**TASK PROMPT:** Answer with one number only: how many lines in this material contain the word "prelude"?

**PROVIDED RECORDS:**
◇ ◇ ◇
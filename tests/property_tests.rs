//! Property-based tests for rust_log_router using proptest

use chrono::{TimeZone, Utc};
use proptest::prelude::*;
use rust_log_router::handlers::format::{FormatSettings, Formatter, TextFormatter};
use rust_log_router::prelude::*;
use std::sync::Arc;

fn any_level() -> impl Strategy<Value = LogLevel> {
    prop::sample::select(LogLevel::ALL.to_vec())
}

// ============================================================================
// LogLevel Tests
// ============================================================================

proptest! {
    /// Test that LogLevel string conversions roundtrip correctly
    #[test]
    fn test_log_level_str_roundtrip(level in any_level(), use_lower in any::<bool>()) {
        let text = if use_lower {
            level.to_str().to_lowercase()
        } else {
            level.to_str().to_string()
        };
        let parsed: LogLevel = text.parse().unwrap();
        prop_assert_eq!(level, parsed);
        prop_assert_eq!(format!("{}", level), level.to_str());
    }

    /// Test that LogLevel ordering follows the table index
    #[test]
    fn test_log_level_ordering(level1 in any_level(), level2 in any_level()) {
        prop_assert_eq!(level1 <= level2, level1.index() <= level2.index());
        prop_assert_eq!(level1 < level2, (level1 as u8) < (level2 as u8));
        prop_assert_eq!(LogLevel::ALL[level1.index()], level1);
    }

    /// Unknown names are rejected
    #[test]
    fn test_unknown_level_rejected(name in "[a-z]{8,12}") {
        prop_assert!(name.parse::<LogLevel>().is_err());
    }
}

// ============================================================================
// Field Rendering Tests
// ============================================================================

proptest! {
    /// Integers render in base 10 regardless of width or sign
    #[test]
    fn test_integer_fields_render_base10(signed in any::<i64>(), unsigned in any::<u64>(), small in any::<i16>()) {
        prop_assert_eq!(Field::new("k", signed).to_string(), format!("k={}", signed));
        prop_assert_eq!(Field::new("k", unsigned).to_string(), format!("k={}", unsigned));
        prop_assert_eq!(Field::new("k", small).to_string(), format!("k={}", small));
    }

    /// Strings are written raw
    #[test]
    fn test_string_fields_render_raw(key in "[a-z_]{1,12}", value in ".*") {
        let field = Field::new(key.clone(), value.as_str());
        let mut buf = Vec::new();
        field.value.write_to(&mut buf).unwrap();
        prop_assert_eq!(buf, value.as_bytes().to_vec());
        prop_assert_eq!(field.key, key);
    }
}

// ============================================================================
// Text Formatter Tests
// ============================================================================

proptest! {
    /// The plain layout is timestamp, padded level, message, then fields
    #[test]
    fn test_plain_layout(
        level in any_level(),
        message in "[a-zA-Z0-9 .,:-]{0,40}",
        fields in prop::collection::vec(("[a-z]{1,8}", any::<i32>()), 0..5),
        secs in 0i64..4_000_000_000,
    ) {
        let at = Utc.timestamp_opt(secs, 0).single().unwrap();
        let mut entry = Entry::new(level, message.clone()).with_timestamp(at);
        for (key, value) in &fields {
            entry.push_field(Field::new(key.as_str(), *value));
        }
        let entry: HandlerEntry = entry.into();

        let format = "%Y-%m-%dT%H:%M:%SZ";
        let mut formatter = TextFormatter::new(Arc::new(FormatSettings::plain(
            TimestampFormat::Custom(format.to_string()),
        )));
        let line = String::from_utf8(formatter.format(&entry).to_vec()).unwrap();

        let mut expected = format!("{} {:<6} {}", at.format(format), level.to_str(), message);
        for (key, value) in &fields {
            expected.push_str(&format!(" {}={}", key, value));
        }
        expected.push('\n');
        prop_assert_eq!(line, expected);
    }
}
◇ ◇ ◇
**WRITTEN SOLUTION:** 2